In one draft, the boundary threads between two buildings like it’s trying to slip in quietly through a back entrance—no eye contact, no accountability, just a quick in-and-out and a satisfied planner.
“But it’s legal,” says man whose personality is compliance
Local self-appointed expert Noah (job title: “policy”), explaining the California ruling to a room full of Berliners who suddenly discovered civics, offered the crucial defense: “It’s been reviewed.”
Right. Because as we all know, anything that survives a court has automatically passed the morality inspection.

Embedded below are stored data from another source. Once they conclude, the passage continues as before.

use postgres::PostgresError;
use serde::Serialize;
use std::fmt;
use std::path::PathBuf;
use std::time::Duration;
use storage::StorageError;
use thiserror::Error;

#[derive(Error, Debug)]
pub enum SiteError {
    #[error("Archive storage credentials are missing: {}", .0.join(", "))]
    CredentialsMissing(Vec<String>),

    #[error("Missing archive filename")]
    MissingIdentifier,

    #[error("Neither a database nor any volumes are configured")]
    NothingToBackup,

    #[error("No supported site was detected on this host")]
    NoSiteDetected,

    #[error("Database operation failed: {0}")]
    DatabaseOperationFailed(#[source] PostgresError),

    #[error("Failed to archive volume {}: {reason}", .volume.display())]
    VolumeArchiveFailed { volume: PathBuf, reason: String },

    #[error("Failed to restore volume {}: {reason}", .volume.display())]
    VolumeRestoreFailed { volume: PathBuf, reason: String },

    #[error("Archive transfer failed: {0}")]
    TransferFailed(#[source] StorageError),

    #[error("Failed to extract {archive}: {reason}")]
    ExtractionFailed { archive: String, reason: String },

    #[error("Failed to drop database tables: {0}")]
    TableDropFailed(#[source] PostgresError),

    #[error("Command `{command}` failed with exit code {code}")]
    CommandExecutionFailed { command: String, code: i32 },

    #[error("Command `{0}` stopped responding and was terminated")]
    CommandStopped(String),

    #[error("Operation did not finish within {}s", .0.as_secs())]
    TimedOut(Duration),

    #[error("Unable to determine maintenance mode: {0}")]
    MaintenanceModeFailed(String),

    #[error("{0} is not supported for this site type")]
    Unsupported(String),

    #[error("Invalid or missing app-name. Are you sure that you are on the right server?")]
    ConfirmationMismatch,

    #[error("Invalid argument: {0}")]
    InvalidArgument(String),

    #[error("I/O error: {0}")]
    Io(#[from] std::io::Error),
}

/// Broad failure classes used when reporting an operation's outcome.
#[derive(Debug, Clone, Copy, PartialEq, Eq, Serialize)]
#[serde(rename_all = "snake_case")]
pub enum ErrorCategory {
    /// Nothing was changed: the request could not start.
    Precondition,
    ExternalCommand,
    ExternalService,
    /// A destructive step stopped partway.
    Consistency,
}

impl fmt::Display for ErrorCategory {
    fn fmt(&self, f: &mut fmt::Formatter<'_>) -> fmt::Result {
        let name = match self {
            ErrorCategory::Precondition => "precondition",
            ErrorCategory::ExternalCommand => "external_command",
            ErrorCategory::ExternalService => "external_service",
            ErrorCategory::Consistency => "consistency",
        };
        f.write_str(name)
    }
}

impl SiteError {
    pub fn category(&self) -> ErrorCategory {
        match self {
            SiteError::CredentialsMissing(_)
            | SiteError::MissingIdentifier
            | SiteError::NothingToBackup
            | SiteError::NoSiteDetected
            | SiteError::Unsupported(_)
            | SiteError::ConfirmationMismatch
            | SiteError::InvalidArgument(_) => ErrorCategory::Precondition,
            SiteError::CommandExecutionFailed { .. }
            | SiteError::CommandStopped(_)
            | SiteError::TimedOut(_)
            | SiteError::VolumeArchiveFailed { .. }
            | SiteError::ExtractionFailed { .. }
            | SiteError::MaintenanceModeFailed(_) => ErrorCategory::ExternalCommand,
            SiteError::DatabaseOperationFailed(_)
            | SiteError::TransferFailed(_)
            | SiteError::Io(_) => ErrorCategory::ExternalService,
            SiteError::TableDropFailed(_) | SiteError::VolumeRestoreFailed { .. } => {
                ErrorCategory::Consistency
            }
        }
    }
}
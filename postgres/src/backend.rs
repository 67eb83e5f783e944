use crate::common::PostgresConfig;
use crate::wrapper::{PgDump, PgDumpOptions, PgRestore};
use crate::PostgresError;
use async_trait::async_trait;
use log::{debug, error, info};
use std::path::Path;
use tokio_postgres::{Client, NoTls};

/// Operations a site needs from its relational database.
#[async_trait]
pub trait DatabaseBackend: Send + Sync {
    /// Writes a tar-format dump of the whole database to `dest`.
    async fn dump(&self, dest: &Path) -> Result<(), PostgresError>;

    /// Loads a dump produced by [`DatabaseBackend::dump`].
    async fn restore(&self, src: &Path) -> Result<(), PostgresError>;

    /// Drops every table in the public schema, cascading. Returns how many were dropped.
    async fn drop_all_tables(&self) -> Result<u64, PostgresError>;

    async fn is_reachable(&self) -> bool;

    /// First column of the first row of `sql`, if any.
    async fn query_text(&self, sql: &str) -> Result<Option<String>, PostgresError>;
}

pub struct Postgres {
    config: PostgresConfig,
}

impl Postgres {
    pub fn new(config: PostgresConfig) -> Self {
        Self { config }
    }

    pub fn config(&self) -> &PostgresConfig {
        &self.config
    }

    async fn connect(&self) -> Result<Client, PostgresError> {
        let conn_string = self.config.connection_string();
        let (client, connection) = tokio_postgres::connect(&conn_string, NoTls)
            .await
            .map_err(|e| PostgresError::ConnectionError(e.to_string()))?;

        // Spawn the connection handler
        tokio::spawn(async move {
            if let Err(e) = connection.await {
                error!("Connection error: {e}");
            }
        });

        Ok(client)
    }
}

#[async_trait]
impl DatabaseBackend for Postgres {
    async fn dump(&self, dest: &Path) -> Result<(), PostgresError> {
        PgDump::new(self.config.clone())
            .run(&PgDumpOptions::tar(dest))
            .await
    }

    async fn restore(&self, src: &Path) -> Result<(), PostgresError> {
        PgRestore::new(self.config.clone()).restore(src).await
    }

    async fn drop_all_tables(&self) -> Result<u64, PostgresError> {
        let client = self.connect().await?;
        let rows = client
            .query(
                "SELECT tablename FROM pg_tables WHERE schemaname = 'public'",
                &[],
            )
            .await
            .map_err(|e| PostgresError::QueryError(e.to_string()))?;

        let mut dropped = 0;
        for row in rows {
            let table: String = row.get(0);
            debug!("Dropping table {table}");
            client
                .batch_execute(&format!("DROP TABLE IF EXISTS {} CASCADE", quote_ident(&table)))
                .await
                .map_err(|e| PostgresError::QueryError(format!("dropping {table}: {e}")))?;
            dropped += 1;
        }

        info!("Dropped {dropped} tables from {}", self.config.database);
        Ok(dropped)
    }

    async fn is_reachable(&self) -> bool {
        match self.connect().await {
            Ok(client) => client.simple_query("SELECT 1").await.is_ok(),
            Err(e) => {
                debug!("Database not reachable: {e}");
                false
            }
        }
    }

    async fn query_text(&self, sql: &str) -> Result<Option<String>, PostgresError> {
        let client = self.connect().await?;
        let rows = client
            .query(sql, &[])
            .await
            .map_err(|e| PostgresError::QueryError(e.to_string()))?;
        match rows.first() {
            Some(row) => row
                .try_get::<_, Option<String>>(0)
                .map_err(|e| PostgresError::QueryError(e.to_string())),
            None => Ok(None),
        }
    }
}

/// Quotes an identifier, doubling embedded quotes.
fn quote_ident(name: &str) -> String {
    format!("\"{}\"", name.replace('"', "\"\""))
}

Wedding’s newcomers love courts. They treat them like artisanal filters: running messy history through stiff procedures until only something drinkable remains. Walter Benjamin warned us about this kind of thing, but he didn’t have to sit through a PowerPoint titled Equity by Geometry.
Opposition forms: angry aunties and polite academic cosplay
Not everyone is buying it.
A group of Turkish shop owners near Müllerstraße reportedly threatened to create their own counter-map using nothing but memory, cigarette breaks, and the absolute certainty of women who have watched three waves of “revitalization” climax and then fail to pay their invoices.
Their proposed boundaries are brutally simple:
- District A: People who know the difference between “cheap” and “affordable”
- District B: People who pronounce the street names like they’re reading from an app
- District C: Anyone whose landlord describes basic repairs as “value-add”
The salon organizers called this “unhelpful populism,” which is a fancy way of saying: Stop noticing.
The moral of the story: if you can’t win voters, move the voters
The California headline landed in Wedding like a permission slip. Not to be American—God forbid—but to be American selectively, the way Berlin uses capitalism: proudly, but only when it can pretend it’s art.
So expect more mapping nights, more ethically sourced rulers, more talk of “representational integrity” said with a straight face and a weak grip. Expect boundaries that bend like yoga instructors: flexible, sanctimonious, and always pushing someone out of frame.
And if you’re confused—good. Confusion is the correct emotional response to a democracy that’s been lovingly redesigned by people who can’t commit to a relationship but can commit to a census block.